When shopping around, most folks just ask for the price of a trailer based on the size. There are many things to consider when just looking at price. Many times a “bare-bones” price is not a good value when options that are typically standard are added back to the price of the base model or if inferior materials are used in construction. Dealers of these low price models often cut corners by selling low quality products – including using hat post or z-post construction for sidewalls and roof, using an insufficient guage metal, reduced height, measuring trailer length from the tip of the v-nose rather than the box size, and by eliminating options such as a sand foot, exterior lights, and door handles. In addition, if purchasing a V-Nose trailer, ensure that the V-Nose length is not included in the trailer dimensions. It should provide an additional space right up the middle of the trailer, and not be included in the trailer dimensions. As an example, a 6’ x 12’ V-Nose trailer should have an overall length of 14’ from rear doors to the tip of the ‘V’.

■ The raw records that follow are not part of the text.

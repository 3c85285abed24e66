//! Engine configuration module.
//!
//! This module provides configuration loading for the query engine from
//! environment variables.
//!
//! # Environment Variables
//!
//! - `TRIPLEQUERY_NULL_ORDERING`: Where unbound values sort under column
//!   ordering, `first` or `last` (default: `last`)
//! - `TRIPLEQUERY_EXPANSION_WARN_NODES`: Expansion tree size that triggers a
//!   warning (default: `100000`)
//!
//! # Invariants
//!
//! - `expansion_warn_nodes` is always at least 1

/// Placement of unbound values relative to bound ones when ordering by
/// columns. Applies the same way to ascending and descending keys.
#[derive(Debug, Clone, Copy, PartialEq, Eq, Default)]
pub enum NullOrdering {
    First,
    #[default]
    Last,
}

/// Query engine configuration.
///
/// # Pre-conditions
///
/// When constructed via `from_env()`:
/// - All set environment variables must hold valid values
///
/// # Post-conditions
///
/// - `expansion_warn_nodes` is positive
#[derive(Debug, Clone, PartialEq, Eq)]
pub struct EngineConfig {
    /// Where unbound values go under `OrderBy::Columns`.
    pub null_ordering: NullOrdering,
    /// Number of nodes in one expansion tree after which a warning is
    /// logged. Expansion is never cut short.
    pub expansion_warn_nodes: usize,
}

/// Error returned when loading configuration fails.
#[derive(Debug, Clone, PartialEq, Eq)]
pub enum ConfigError {
    /// An environment variable has an invalid value.
    InvalidValue { name: String, message: String },
}

impl std::fmt::Display for ConfigError {
    fn fmt(&self, f: &mut std::fmt::Formatter<'_>) -> std::fmt::Result {
        match self {
            Self::InvalidValue { name, message } => {
                write!(f, "invalid value for {name}: {message}")
            }
        }
    }
}

impl std::error::Error for ConfigError {}

impl Default for EngineConfig {
    fn default() -> Self {
        Self {
            null_ordering: NullOrdering::default(),
            expansion_warn_nodes: Self::DEFAULT_EXPANSION_WARN_NODES,
        }
    }
}

impl EngineConfig {
    /// Default warning threshold for expansion tree size.
    pub const DEFAULT_EXPANSION_WARN_NODES: usize = 100_000;

    const NULL_ORDERING_VAR: &'static str = "TRIPLEQUERY_NULL_ORDERING";
    const EXPANSION_WARN_NODES_VAR: &'static str = "TRIPLEQUERY_EXPANSION_WARN_NODES";

    /// Load configuration from environment variables.
    ///
    /// # Errors
    ///
    /// Returns an error if:
    /// - `TRIPLEQUERY_NULL_ORDERING` is set to something other than `first`
    ///   or `last`
    /// - `TRIPLEQUERY_EXPANSION_WARN_NODES` is set but not a positive integer
    pub fn from_env() -> Result<Self, ConfigError> {
        Self::from_lookup(|name| std::env::var(name).ok())
    }

    /// Load configuration with `lookup` standing in for the environment.
    ///
    /// # Errors
    ///
    /// Same as `from_env()`.
    pub fn from_lookup<F>(lookup: F) -> Result<Self, ConfigError>
    where
        F: Fn(&str) -> Option<String>,
    {
        let null_ordering = Self::load_null_ordering(&lookup)?;
        let expansion_warn_nodes = Self::load_expansion_warn_nodes(&lookup)?;

        Ok(Self {
            null_ordering,
            expansion_warn_nodes,
        })
    }

    /// Load the null ordering policy.
    ///
    /// Returns the default if not set.
    fn load_null_ordering<F>(lookup: &F) -> Result<NullOrdering, ConfigError>
    where
        F: Fn(&str) -> Option<String>,
    {
        let Some(value) = lookup(Self::NULL_ORDERING_VAR) else {
            return Ok(NullOrdering::default());
        };
        match value.trim().to_ascii_lowercase().as_str() {
            "first" => Ok(NullOrdering::First),
            "last" => Ok(NullOrdering::Last),
            _ => Err(ConfigError::InvalidValue {
                name: Self::NULL_ORDERING_VAR.to_string(),
                message: format!("'{value}' is not one of 'first', 'last'"),
            }),
        }
    }

    /// Load the expansion warning threshold.
    ///
    /// Returns the default if not set.
    fn load_expansion_warn_nodes<F>(lookup: &F) -> Result<usize, ConfigError>
    where
        F: Fn(&str) -> Option<String>,
    {
        let Some(value) = lookup(Self::EXPANSION_WARN_NODES_VAR) else {
            return Ok(Self::DEFAULT_EXPANSION_WARN_NODES);
        };
        match value.trim().parse::<usize>() {
            Ok(nodes) if nodes > 0 => Ok(nodes),
            _ => Err(ConfigError::InvalidValue {
                name: Self::EXPANSION_WARN_NODES_VAR.to_string(),
                message: format!("'{value}' is not a positive integer"),
            }),
        }
    }
}
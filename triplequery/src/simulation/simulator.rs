//! Main simulator harness for deterministic simulation testing.
//!
//! Each iteration generates a graph and a query, builds it through the
//! engine and runs every invariant check against the result.

// Simulation code legitimately needs cloning for test data
#![allow(clippy::disallowed_methods)]

use rand::rngs::StdRng;
use rand::{Rng, SeedableRng};

use super::generator::{QueryGenConfig, QueryGenerator};
use super::invariants::{InvariantChecker, InvariantViolation};
use crate::config::EngineConfig;
use crate::query::{QueryEngine, Variable};

/// Configuration for the simulator.
#[derive(Debug, Clone)]
pub struct SimulatorConfig {
    /// Random seed for reproducibility.
    pub seed: u64,
    /// Graph and query generation configuration.
    pub query_config: QueryGenConfig,
    /// Engine configuration used for every query.
    pub engine_config: EngineConfig,
}

impl SimulatorConfig {
    /// Create a new simulator config with the given seed.
    #[must_use]
    pub fn new(seed: u64) -> Self {
        Self {
            seed,
            query_config: QueryGenConfig::default(),
            engine_config: EngineConfig::default(),
        }
    }

    /// Set the generation configuration.
    #[must_use]
    pub fn with_query_config(mut self, config: QueryGenConfig) -> Self {
        self.query_config = config;
        self
    }

    /// Set the maximum number of optional clauses per query.
    #[must_use]
    pub const fn with_max_optionals(mut self, max_optionals: usize) -> Self {
        self.query_config.max_optionals = max_optionals;
        self
    }
}

/// Results from a simulation run.
#[derive(Debug)]
pub struct SimulationResult {
    /// The seed used for this simulation.
    pub seed: u64,
    /// Number of generated queries.
    pub queries_run: u64,
    /// Queries that produced at least one row.
    pub queries_matched: u64,
    /// Queries the engine refused to build.
    pub build_failures: u64,
    /// Invariant violations detected.
    pub invariant_violations: Vec<InvariantViolation>,
}

impl SimulationResult {
    /// Check if the simulation passed (no invariant violations).
    #[must_use]
    pub fn passed(&self) -> bool {
        self.build_failures == 0 && self.invariant_violations.is_empty()
    }
}

/// The main simulator harness.
pub struct Simulator {
    config: SimulatorConfig,
    generator: QueryGenerator,
    rng: StdRng,
    checker: InvariantChecker,
}

impl Simulator {
    #[must_use]
    pub fn new(config: SimulatorConfig) -> Self {
        let generator = QueryGenerator::with_config(config.seed, config.query_config.clone());
        // Separate stream so slicing choices do not shift generated queries.
        let rng = StdRng::seed_from_u64(config.seed.wrapping_add(1));
        Self {
            config,
            generator,
            rng,
            checker: InvariantChecker::new(),
        }
    }

    /// Run the simulation for a given number of generated queries.
    pub fn run(&mut self, iterations: usize) -> SimulationResult {
        let mut queries_matched = 0;
        let mut build_failures = 0;

        for iteration in 0..iterations {
            let generated = self.generator.next_query();
            let engine = QueryEngine::new(&generated.graph, self.config.engine_config.clone());
            let query = match engine.build(
                std::slice::from_ref(&generated.main),
                &generated.optionals,
            ) {
                Ok(query) => query,
                Err(e) => {
                    self.checker.add_violation(InvariantViolation {
                        description: "generated query failed to build".to_string(),
                        iteration,
                        context: e.to_string(),
                    });
                    build_failures += 1;
                    continue;
                }
            };
            if query.ask() {
                queries_matched += 1;
            }

            self.checker.check_outer_join(
                &generated.graph,
                &generated.main,
                &generated.optionals,
                &query,
                iteration,
            );
            let offset = self.rng.random_range(0..4);
            let limit = self.rng.random_range(0..6);
            let distinct = self.rng.random_bool(0.5);
            self.checker
                .check_slicing(&query, distinct, offset, limit, iteration);
            if let Some(key) = generated.main.unbounds().first() {
                self.checker.check_ordering_permutes(&query, key, iteration);
            }
            let key = Variable::new("opt0_0");
            self.checker.check_ordering_permutes(&query, &key, iteration);
            self.checker.check_repeatable(&query, iteration);
        }

        tracing::debug!(
            seed = self.config.seed,
            iterations,
            queries_matched,
            violations = self.checker.violations().len(),
            "simulation finished"
        );
        SimulationResult {
            seed: self.config.seed,
            queries_run: iterations as u64,
            queries_matched,
            build_failures,
            invariant_violations: self.checker.violations().to_vec(),
        }
    }
}

#[cfg(test)]
mod tests {
    use super::*;
    use crate::testing::init_tracing;

    #[test]
    fn test_simulator_basic() {
        init_tracing();
        let mut simulator = Simulator::new(SimulatorConfig::new(12345));

        let result = simulator.run(100);

        assert_eq!(result.seed, 12345);
        assert_eq!(result.queries_run, 100);
        assert!(
            result.passed(),
            "seed {} failed: {:?}",
            result.seed,
            result.invariant_violations
        );
    }

    #[test]
    fn test_simulator_finds_matches() {
        let mut simulator = Simulator::new(SimulatorConfig::new(2024));
        let result = simulator.run(200);
        // Small vocabularies make matches common.
        assert!(result.queries_matched > 0);
    }

    #[test]
    fn test_simulator_deterministic() {
        let result1 = Simulator::new(SimulatorConfig::new(777)).run(50);
        let result2 = Simulator::new(SimulatorConfig::new(777)).run(50);

        assert_eq!(result1.queries_matched, result2.queries_matched);
        assert_eq!(
            result1.invariant_violations.len(),
            result2.invariant_violations.len()
        );
    }

    #[test]
    fn test_simulator_without_optionals() {
        let config = SimulatorConfig::new(54321).with_max_optionals(0);
        let result = Simulator::new(config).run(200);

        assert!(
            result.passed(),
            "seed {} failed: {:?}",
            result.seed,
            result.invariant_violations
        );
    }

    #[test]
    fn test_simulator_many_seeds() {
        for seed in 0..20 {
            let result = Simulator::new(SimulatorConfig::new(seed)).run(25);
            assert_eq!(result.seed, seed);
            assert!(
                result.passed(),
                "seed {seed} failed: {:?}",
                result.invariant_violations
            );
        }
    }

    #[test]
    #[ignore] // Long running test
    fn test_simulator_stress() {
        let config = SimulatorConfig::new(99999).with_query_config(QueryGenConfig {
            max_triples: 60,
            max_statements: 4,
            max_optionals: 3,
            ..QueryGenConfig::default()
        });
        let result = Simulator::new(config).run(5_000);

        assert!(
            result.passed(),
            "seed {} failed: {:?}",
            result.seed,
            result.invariant_violations
        );
    }
}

WHY IS A WARRANTY IMPORTANT?
All of our trailers have a five-year limited factory warranty. This is an important consideration in buying a trailer and shows that the manufacturer has confidence in the trailer’s quality. In addition, most axle manufacturers also provide a warranty on the axles, as well.

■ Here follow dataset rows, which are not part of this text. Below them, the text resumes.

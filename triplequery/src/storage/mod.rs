//! Triple store access.
//!
//! The query engine reads statements through the `TripleStore` trait and
//! never writes to it. `Graph` is the in-memory implementation used for
//! derived results (construct, describe, clustering) and for tests.
//!
//! # Usage
//!
//! ```ignore
//! use storage::{Graph, TripleStore};
//!
//! let mut graph = Graph::new();
//! graph.insert(Triple::new(a, p, b));
//!
//! // Any component left as `None` matches everything in that position.
//! let matches = graph.triples_matching(Some(&a), None, None)?;
//! ```

mod cluster;
mod graph;

pub use cluster::{cluster_backward, cluster_forward};
pub use graph::Graph;

use crate::types::{Term, Triple};

/// Error returned by a store that cannot answer a match request.
#[derive(Debug, PartialEq, Eq)]
pub struct StoreError {
    pub message: String,
}

impl StoreError {
    #[must_use]
    pub fn new(message: impl Into<String>) -> Self {
        Self {
            message: message.into(),
        }
    }
}

impl std::fmt::Display for StoreError {
    fn fmt(&self, f: &mut std::fmt::Formatter<'_>) -> std::fmt::Result {
        write!(f, "{}", self.message)
    }
}

impl std::error::Error for StoreError {}

/// Read access to a set of triples.
///
/// # Contract
///
/// - A `None` component matches any term in that position.
/// - The result is finite and holds each stored triple at most once.
/// - The store is not mutated while a query built against it is alive.
pub trait TripleStore {
    /// Return every stored triple matching the given components.
    fn triples_matching(
        &self,
        subject: Option<&Term>,
        predicate: Option<&Term>,
        object: Option<&Term>,
    ) -> Result<Vec<Triple>, StoreError>;
}
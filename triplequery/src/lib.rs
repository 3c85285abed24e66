// Evaluation of graph-pattern queries:
// 1. Caller assembles GraphPatterns (statements, filters, constraints)
// 2. QueryEngine validates optional scoping, before touching the store
// 3. Each main pattern is expanded into a tree, one level per statement
// 4. Optional clauses are expanded per bound leaf, inheriting its values
// 5. Terminal calls (select, ask, construct, cluster) walk the trees
//
// System components:
//  - Term model (types)
//  - Store trait and in-memory graph (storage)
//  - Matcher and result reconstruction (query)

#![cfg_attr(test, allow(clippy::disallowed_methods))]
#![cfg_attr(test, allow(clippy::expect_used, clippy::unwrap_used))]

pub mod config;
pub mod query;
pub mod storage;
pub mod types;


pub use config::{ConfigError, EngineConfig, NullOrdering};
pub use query::{
    GraphPattern, Query, QueryEngine, QueryError, QueryResult, Row, SelectOptions, Selection,
    Slot, StatementPattern, Variable,
};
pub use storage::{Graph, StoreError, TripleStore};
pub use types::{Literal, Term, Triple};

WHAT DO YOU NEED FOR YOUR TOW VEHICLE?
To tow your trailer, you will need the appropriate hitch on your vehicle to support the weight of your trailer. Tow ball sizes for cargo trailers are either 2” for single axles without brakes or 2 5/16” for single axles with brakes and tandem axles. Tow balls come with different weight capacities, so you will need to ensure that your ball is strong enough for the weight load you will be towing. You will also need to have a 4-Way Electrical Connector for the lights on a single axle trailer without brakes and a 7-Way Electrical Connector for a tandem axle trailer to ensure that your lights and brakes receive power. On tandem axle trailers, electric brakes will not engage unless you have an electric brake controller installed inside your tow vehicle. In addition, it is important to have your hitch installed at the appropriate tow height, so your trailer will ride level. We suggest positioning tow ball height at 21" from the top of the ball to the ground, so when your coupler settles on the ball, the trailer runs level at 18".
When you purchase from us, we'll make sure that your trailer is hooked up correctly and on your way with everything that you need.